The use of antibiotics in the flushing and holding media, can effectively eliminate pathogens such as H. somnus from bovine embryos. Preimplantation bovine embryos were exposed in vitro to H. somnus to determine the effect of H. somnus on in vitro embryonic development. After exposure to H. somnus and before washing, some of the ZP intact embryos were held in antibiotic containing medium. H. somnus was not recovered from any of the 32 antibiotic-treated embryos. The coculture system was not compatible with normal embryonic development, and all embryos had begun to degenerate by the end of the 18-hour exposure period.15 This evidence supports the use of broad spectrum antibiotics not only to control bacterial contamination but also infectious bacterial diseases that can be transmitted from one animal to another. In any given situation, bacteria have to be sensitive to the antibiotics present in the media, which is not always the case.

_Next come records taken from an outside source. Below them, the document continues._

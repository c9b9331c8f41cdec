//! Command execution domain types and the exit-code taxonomy.
//!
//! Classification is a data-driven lookup keyed on installer technology and
//! exit code. It is never inferred from captured output text.

use serde::{Deserialize, Serialize};

use crate::domain::error::FailureKind;

/// Placeholder replaced with the acquired artifact's local path in command
/// argument lists.
pub const ARTIFACT_PLACEHOLDER: &str = "{file}";

/// Byte budget for each captured output stream in upstream reports.
/// Full output stays in the local log.
pub const MAX_REPORT_OUTPUT_BYTES: usize = 8 * 1024;

const TRUNCATION_MARKER: &str = "\n... [output truncated]";

// ── Types ─────────────────────────────────────────────────────────────────────

/// Installer technology of a package artifact. Drives the exit-code table
/// and the structural elevation requirement.
#[derive(Debug, Clone, Copy, PartialEq, Eq, Serialize, Deserialize)]
#[serde(rename_all = "lowercase")]
pub enum InstallerTech {
    Msi,
    Exe,
    Script,
}

impl InstallerTech {
    /// Whether this technology structurally requires elevated rights,
    /// independent of any explicit flag on the command.
    #[must_use]
    pub const fn requires_elevation(self) -> bool {
        matches!(self, Self::Msi | Self::Exe)
    }
}

/// A command template from the authority: program, argument list (possibly
/// containing `{file}`), and execution constraints.
#[derive(Debug, Clone, Serialize, Deserialize)]
pub struct CommandSpec {
    pub program: String,
    #[serde(default)]
    pub args: Vec<String>,
    /// Explicit elevation requirement on top of the structural one.
    #[serde(default)]
    pub requires_admin: bool,
    /// Per-command timeout override in seconds.
    #[serde(default, skip_serializing_if = "Option::is_none")]
    pub timeout_secs: Option<u64>,
}

impl CommandSpec {
    /// Whether running this command under `tech` needs elevated rights.
    #[must_use]
    pub const fn needs_elevation(&self, tech: InstallerTech) -> bool {
        self.requires_admin || tech.requires_elevation()
    }

    /// Argument list with `{file}` substituted by the artifact path.
    #[must_use]
    pub fn resolved_args(&self, artifact_path: Option<&str>) -> Vec<String> {
        self.args
            .iter()
            .map(|a| match artifact_path {
                Some(p) => a.replace(ARTIFACT_PLACEHOLDER, p),
                None => a.clone(),
            })
            .collect()
    }
}

/// Classification of a completed (or pre-flight-rejected) execution.
#[derive(Debug, Clone, Copy, PartialEq, Eq, Serialize, Deserialize)]
#[serde(rename_all = "snake_case")]
pub enum ExitCodeClass {
    Success,
    SuccessRebootRequired,
    /// Another installer operation holds the machine; retry on a later tick.
    TransientFailure,
    /// Missing privileges; retrying cannot succeed until an operator acts.
    FatalPrivilege,
    GenericFailure,
}

impl ExitCodeClass {
    #[must_use]
    pub const fn is_success(self) -> bool {
        matches!(self, Self::Success | Self::SuccessRebootRequired)
    }

    /// Retry semantics attached to failure reports. `None` for successes and
    /// for generic failures, whose retry is the poll loop's natural re-fetch.
    #[must_use]
    pub const fn failure_kind(self) -> Option<FailureKind> {
        match self {
            Self::TransientFailure => Some(FailureKind::Transient),
            Self::FatalPrivilege => Some(FailureKind::FatalConfiguration),
            Self::Success | Self::SuccessRebootRequired | Self::GenericFailure => None,
        }
    }
}

/// Outcome of one command execution: raw exit code, its classification, and
/// the captured streams.
#[derive(Debug, Clone, Serialize, Deserialize)]
pub struct ExecutionResult {
    /// `None` when the process never ran (pre-flight rejection) or was
    /// terminated by a signal.
    pub exit_code: Option<i32>,
    pub classification: ExitCodeClass,
    pub stdout: String,
    pub stderr: String,
}

impl ExecutionResult {
    /// Result representing a pre-flight privilege rejection. No process ran.
    #[must_use]
    pub fn privilege_rejection(detail: String) -> Self {
        Self {
            exit_code: None,
            classification: ExitCodeClass::FatalPrivilege,
            stdout: String::new(),
            stderr: detail,
        }
    }

    #[must_use]
    pub const fn succeeded(&self) -> bool {
        self.classification.is_success()
    }

    #[must_use]
    pub const fn requires_reboot(&self) -> bool {
        matches!(self.classification, ExitCodeClass::SuccessRebootRequired)
    }
}

// ── Exit-code tables ──────────────────────────────────────────────────────────

/// Installer exit codes with a meaning beyond plain success/failure.
///
/// These are the platform installer's documented magic numbers; keeping them
/// as data makes the mapping testable and extensible per technology.
const INSTALLER_EXIT_CODES: &[(i32, ExitCodeClass)] = &[
    (0, ExitCodeClass::Success),
    // Operation completed, reboot needed to finish.
    (3010, ExitCodeClass::SuccessRebootRequired),
    // Another install/uninstall already in progress.
    (1618, ExitCodeClass::TransientFailure),
    // Access denied / insufficient privileges.
    (5, ExitCodeClass::FatalPrivilege),
    (740, ExitCodeClass::FatalPrivilege),
    (1925, ExitCodeClass::FatalPrivilege),
];

/// Classify `exit_code` for the given installer technology.
///
/// Scripts have no magic numbers: zero is success, anything else a generic
/// failure. Signal termination (`None`) is always a generic failure.
#[must_use]
pub fn classify_exit_code(tech: InstallerTech, exit_code: Option<i32>) -> ExitCodeClass {
    let Some(code) = exit_code else {
        return ExitCodeClass::GenericFailure;
    };
    match tech {
        InstallerTech::Script => {
            if code == 0 {
                ExitCodeClass::Success
            } else {
                ExitCodeClass::GenericFailure
            }
        }
        InstallerTech::Msi | InstallerTech::Exe => INSTALLER_EXIT_CODES
            .iter()
            .find(|(c, _)| *c == code)
            .map_or(ExitCodeClass::GenericFailure, |(_, class)| *class),
    }
}

/// Truncate captured output to [`MAX_REPORT_OUTPUT_BYTES`] for upstream
/// reports, appending a marker when anything was dropped.
#[must_use]
pub fn truncate_output(output: &str) -> String {
    if output.len() <= MAX_REPORT_OUTPUT_BYTES {
        return output.to_string();
    }
    let mut end = MAX_REPORT_OUTPUT_BYTES;
    while !output.is_char_boundary(end) {
        end -= 1;
    }
    let mut truncated = output[..end].to_string();
    truncated.push_str(TRUNCATION_MARKER);
    truncated
}

// ── Unit tests ────────────────────────────────────────────────────────────────
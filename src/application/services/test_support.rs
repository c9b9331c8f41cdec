//! Shared helpers for service unit tests.

#![allow(clippy::unwrap_used, clippy::expect_used, dead_code)]

use std::process::{ExitStatus, Output};

// ── Cross-platform ExitStatus helper ─────────────────────────────────────────

#[cfg(unix)]
pub fn exit_status(code: i32) -> ExitStatus {
    use std::os::unix::process::ExitStatusExt;
    ExitStatus::from_raw(code << 8)
}

#[cfg(windows)]
pub fn exit_status(code: i32) -> ExitStatus {
    use std::os::windows::process::ExitStatusExt;
    #[allow(clippy::cast_sign_loss)]
    ExitStatus::from_raw(code as u32)
}

pub fn ok_output(stdout: &[u8]) -> Output {
    Output {
        status: exit_status(0),
        stdout: stdout.to_vec(),
        stderr: Vec::new(),
    }
}

pub fn fail_output(stderr: &[u8]) -> Output {
    Output {
        status: exit_status(1),
        stdout: Vec::new(),
        stderr: stderr.to_vec(),
    }
}

// ── Progress reporter stub ───────────────────────────────────────────────────

use std::sync::Mutex;

use crate::application::ports::ProgressReporter;

/// Records every emitted message for assertions.
#[derive(Default)]
pub struct RecordingReporter {
    pub steps: Mutex<Vec<String>>,
    pub warnings: Mutex<Vec<String>>,
    pub successes: Mutex<Vec<String>>,
    pub progress: Mutex<Vec<(u64, Option<u64>)>>,
}

impl ProgressReporter for RecordingReporter {
    fn step(&self, message: &str) {
        self.steps.lock().expect("lock").push(message.to_string());
    }
    fn success(&self, message: &str) {
        self.successes
            .lock()
            .expect("lock")
            .push(message.to_string());
    }
    fn warn(&self, message: &str) {
        self.warnings
            .lock()
            .expect("lock")
            .push(message.to_string());
    }
    fn progress(&self, bytes: u64, total: Option<u64>) {
        self.progress.lock().expect("lock").push((bytes, total));
    }
}
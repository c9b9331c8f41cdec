//! Detection rule types and result aggregation.
//!
//! Rules are decoded once at fetch time into a tagged union; evaluation
//! itself lives in the application layer because it needs read-only access
//! to machine state through a port.

use serde::{Deserialize, Serialize};

// ── Types ─────────────────────────────────────────────────────────────────────

/// One declarative, side-effect-free presence check.
///
/// A rule set evaluates as a logical AND across all rules.
#[derive(Debug, Clone, Serialize, Deserialize)]
#[serde(tag = "type", rename_all = "snake_case")]
pub enum DetectionRule {
    /// The platform package registry lists this package id.
    Package { id: String },
    /// A key in a node-local configuration store holds a value.
    ConfigValue {
        path: String,
        #[serde(default, skip_serializing_if = "Option::is_none")]
        value_name: Option<String>,
        #[serde(default, skip_serializing_if = "Option::is_none")]
        expected: Option<String>,
    },
    /// A file exists, optionally at or above a minimum version.
    File {
        path: String,
        #[serde(default, skip_serializing_if = "Option::is_none")]
        min_version: Option<semver::Version>,
    },
    /// A service is registered with the service manager.
    Service { name: String },
}

impl DetectionRule {
    /// Short human-readable label used in per-rule diagnostics.
    #[must_use]
    pub fn label(&self) -> String {
        match self {
            Self::Package { id } => format!("package '{id}'"),
            Self::ConfigValue {
                path, value_name, ..
            } => match value_name {
                Some(name) => format!("config value '{name}' in '{path}'"),
                None => format!("config entry '{path}'"),
            },
            Self::File { path, min_version } => match min_version {
                Some(v) => format!("file '{path}' >= {v}"),
                None => format!("file '{path}'"),
            },
            Self::Service { name } => format!("service '{name}'"),
        }
    }
}

/// Outcome of evaluating a single rule, kept even when the rule failed so
/// operators can see exactly which check broke.
#[derive(Debug, Clone, Serialize, Deserialize)]
pub struct RuleResult {
    pub rule: String,
    pub passed: bool,
    pub detail: String,
}

/// Aggregate outcome of a rule-set evaluation.
#[derive(Debug, Clone, Serialize, Deserialize)]
pub struct DetectionOutcome {
    pub installed: bool,
    pub results: Vec<RuleResult>,
    /// Set when no per-rule evaluation happened (empty rule set).
    #[serde(default, skip_serializing_if = "Option::is_none")]
    pub note: Option<String>,
}

impl DetectionOutcome {
    /// Outcome for an empty rule set: never "assume installed".
    #[must_use]
    pub fn no_rules() -> Self {
        Self {
            installed: false,
            results: Vec::new(),
            note: Some("no detection rules declared; treating as not installed".to_string()),
        }
    }

    /// Aggregate individual rule results: AND across all rules.
    #[must_use]
    pub fn from_results(results: Vec<RuleResult>) -> Self {
        let installed = !results.is_empty() && results.iter().all(|r| r.passed);
        Self {
            installed,
            results,
            note: None,
        }
    }

    /// Labels of the rules that failed, for diagnostics.
    #[must_use]
    pub fn failed_rules(&self) -> Vec<&str> {
        self.results
            .iter()
            .filter(|r| !r.passed)
            .map(|r| r.rule.as_str())
            .collect()
    }
}

// ── Unit tests ────────────────────────────────────────────────────────────────

#[cfg(test)]
#[allow(clippy::unwrap_used, clippy::expect_used)]
mod tests {
    use super::*;

    fn passed(rule: &str) -> RuleResult {
        RuleResult {
            rule: rule.to_string(),
            passed: true,
            detail: "ok".to_string(),
        }
    }

    fn failed(rule: &str) -> RuleResult {
        RuleResult {
            rule: rule.to_string(),
            passed: false,
            detail: "missing".to_string(),
        }
    }

    #[test]
    fn test_no_rules_is_not_installed_with_note() {
        let outcome = DetectionOutcome::no_rules();
        assert!(!outcome.installed);
        assert!(outcome.note.expect("note").contains("not installed"));
    }

    #[test]
    fn test_all_rules_passing_is_installed() {
        let outcome = DetectionOutcome::from_results(vec![passed("a"), passed("b")]);
        assert!(outcome.installed);
    }

    #[test]
    fn test_one_failing_rule_is_not_installed_but_all_results_kept() {
        let outcome = DetectionOutcome::from_results(vec![passed("a"), failed("b"), passed("c")]);
        assert!(!outcome.installed);
        assert_eq!(outcome.results.len(), 3);
        assert_eq!(outcome.failed_rules(), vec!["b"]);
    }

    #[test]
    fn test_rule_decodes_from_tagged_json() {
        let json = r#"{"type":"file","path":"/opt/tool/bin/tool","min_version":"2.1.0"}"#;
        let rule: DetectionRule = serde_json::from_str(json).expect("decode");
        let DetectionRule::File { path, min_version } = rule else {
            panic!("expected file rule");
        };
        assert_eq!(path, "/opt/tool/bin/tool");
        assert_eq!(min_version, Some(semver::Version::new(2, 1, 0)));
    }

    #[test]
    fn test_config_rule_decodes_without_optional_fields() {
        let json = r#"{"type":"config_value","path":"/etc/tool/tool.conf"}"#;
        let rule: DetectionRule = serde_json::from_str(json).expect("decode");
        assert!(matches!(
            rule,
            DetectionRule::ConfigValue {
                value_name: None,
                expected: None,
                ..
            }
        ));
    }

    #[test]
    fn test_labels_name_the_checked_state() {
        assert_eq!(
            DetectionRule::Package {
                id: "steward-probe".to_string()
            }
            .label(),
            "package 'steward-probe'"
        );
        assert_eq!(
            DetectionRule::Service {
                name: "probe".to_string()
            }
            .label(),
            "service 'probe'"
        );
    }
}
//! Agent assembly: readiness gate, adapter wiring, and the three poll cycles.
//!
//! The cycles run concurrently inside one process and are joined only at
//! shutdown. They share nothing mutable beyond the artifact cache (safe via
//! atomic renames) and the configuration snapshot (read-only after load).

use std::path::PathBuf;
use std::time::Duration;

use anyhow::{Context, Result};
use tokio::sync::watch;

use crate::application::services::poller::{self, CycleSettings};
use crate::infra::authority::HttpAuthority;
use crate::infra::cache::ArtifactCache;
use crate::infra::command_runner::TokioCommandRunner;
use crate::infra::config::{agent_dir, ConfigStore};
use crate::infra::fetcher::SourceDownloader;
use crate::infra::health::HealthProber;
use crate::infra::inspector::OsSystemInspector;
use crate::infra::privileges::OsPrivilegeProbe;
use crate::infra::reporter::TracingReporter;

/// Cadence of the readiness gate before a parseable config appears.
const READINESS_POLL: Duration = Duration::from_secs(5);

/// Run the agent until a shutdown signal arrives.
///
/// # Errors
///
/// Returns an error if local setup (cache layout, HTTP clients) fails.
/// Task-level failures never propagate here; the poll cycles absorb them.
pub async fn run(config_override: Option<PathBuf>) -> Result<()> {
    let store = match config_override {
        Some(path) => ConfigStore::with_path(path),
        None => ConfigStore::new()?,
    };

    let (shutdown_tx, shutdown_rx) = watch::channel(false);
    tokio::spawn(async move {
        if tokio::signal::ctrl_c().await.is_ok() {
            tracing::info!("interrupt received; shutting down");
            let _ = shutdown_tx.send(true);
        }
    });

    let Some(config) = store
        .wait_until_registered(shutdown_rx.clone(), READINESS_POLL)
        .await
    else {
        return Ok(());
    };
    tracing::info!(
        node_id = %config.node_id,
        authority = %config.authority_url,
        "agent configured; starting poll cycles"
    );

    let cache_dir = match &config.cache.dir {
        Some(dir) => dir.clone(),
        None => agent_dir()?.join("cache"),
    };
    let service_dir = match &config.service_config_dir {
        Some(dir) => dir.clone(),
        None => agent_dir()?.join("services"),
    };

    let runner = TokioCommandRunner::default();
    let authority = HttpAuthority::new(&config).context("constructing authority client")?;
    let cache = ArtifactCache::open(cache_dir, config.cache.max_bytes)
        .context("opening artifact cache")?;
    let reporter = TracingReporter::default();
    let fetcher = SourceDownloader::new(reporter.clone(), shutdown_rx.clone())
        .context("constructing source downloader")?;
    let inspector = OsSystemInspector::new(runner);
    let privileges = OsPrivilegeProbe::new(runner);
    let health = HealthProber::new(runner).context("constructing health prober")?;
    let writer = crate::infra::config::LocalServiceConfigWriter::new(service_dir);

    let default_timeout = Duration::from_secs(config.command_timeout_secs);
    let max_backoff = Duration::from_secs(config.poll.max_backoff_secs);
    let drift_check_every = config.poll.drift_check_every;

    // Shadow the adapters as shared references so the cycle closures can be
    // `move` while the returned futures borrow the adapters themselves.
    let authority = &authority;
    let runner = &runner;
    let privileges = &privileges;
    let inspector = &inspector;
    let cache = &cache;
    let fetcher = &fetcher;
    let health = &health;
    let writer = &writer;
    let reporter = &reporter;
    let item_shutdown_rx = shutdown_rx.clone();
    let item_shutdown = &item_shutdown_rx;

    let jobs_cycle = poller::run_cycle(
        CycleSettings {
            name: "jobs",
            interval: Duration::from_secs(config.poll.jobs_interval_secs),
            max_backoff,
        },
        shutdown_rx.clone(),
        move |_tick| {
            poller::jobs_tick(
                authority,
                runner,
                privileges,
                reporter,
                item_shutdown,
                default_timeout,
            )
        },
    );

    let deployments_cycle = poller::run_cycle(
        CycleSettings {
            name: "deployments",
            interval: Duration::from_secs(config.poll.deployments_interval_secs),
            max_backoff,
        },
        shutdown_rx.clone(),
        move |_tick| {
            poller::deployments_tick(
                authority,
                inspector,
                cache,
                fetcher,
                runner,
                privileges,
                reporter,
                item_shutdown,
                default_timeout,
            )
        },
    );

    let assignments_cycle = poller::run_cycle(
        CycleSettings {
            name: "assignments",
            interval: Duration::from_secs(config.poll.assignments_interval_secs),
            max_backoff,
        },
        shutdown_rx.clone(),
        move |tick| {
            poller::assignments_tick(
                authority,
                inspector,
                cache,
                fetcher,
                runner,
                privileges,
                health,
                writer,
                reporter,
                item_shutdown,
                default_timeout,
                tick,
                drift_check_every,
            )
        },
    );

    tokio::join!(jobs_cycle, deployments_cycle, assignments_cycle);
    tracing::info!("all poll cycles stopped");
    Ok(())
}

The use of antisera to inactivate a particular pathogen has also been reported. Monoclonal antibodies were successfully used to inactivate BHV-1 from oocytes exposed during IVM. This procedure yielded 88% of the embryos free of the virus whereas all the controls were positive.26

Antibodies could also be present in animal products used during ET procedures as well as during the in vitro production of embryos. Although this may be an inconvenience in the detection of positively infected samples by serological status, it may be advantageous due to the potential in inactivating pathogens. In one study, BVDV antibodies were found in serum used in IVM and IVC but not in another media. Unfortunately, the virus persisted in the system despite the presence of neutralizing antibody in the maturation and culture media, and both washing and trypsin treatment were ineffective for removal of the virus.27

Chen and Wrathal, reviewed other possible treatments that could remove a pathogen from its attachment to the ZP. The use of detergents or other enzymes such as glycosidase could potentially dislodge pathogens from the ZP without harming the embryo. Similarly, substances such as alpha-mannoside that can affect viral glycoproteins, or lectins that can block the binding sites of the glycosylated surfaces of the virions or the ZP, could be explored.

Conclusion

In vivo produced embryos can be effectively treated for the removal of pathogens if the IETS protocol is followed. This means that embryos can be used in embryo transfer programs both within a country and between countries with relatively low risk of disease transmission. On the other hand, there is no approved treatment that effectively eliminates pathogens from the ZP of In Vitro Produced embryos and further work is needed to assess the effectiveness of other alternative treatments as well as the effect that such treatments may have on embryo and fetal viability.

Acknowledgements

None

Conflict of interest

The author declares there is no conflict of interest.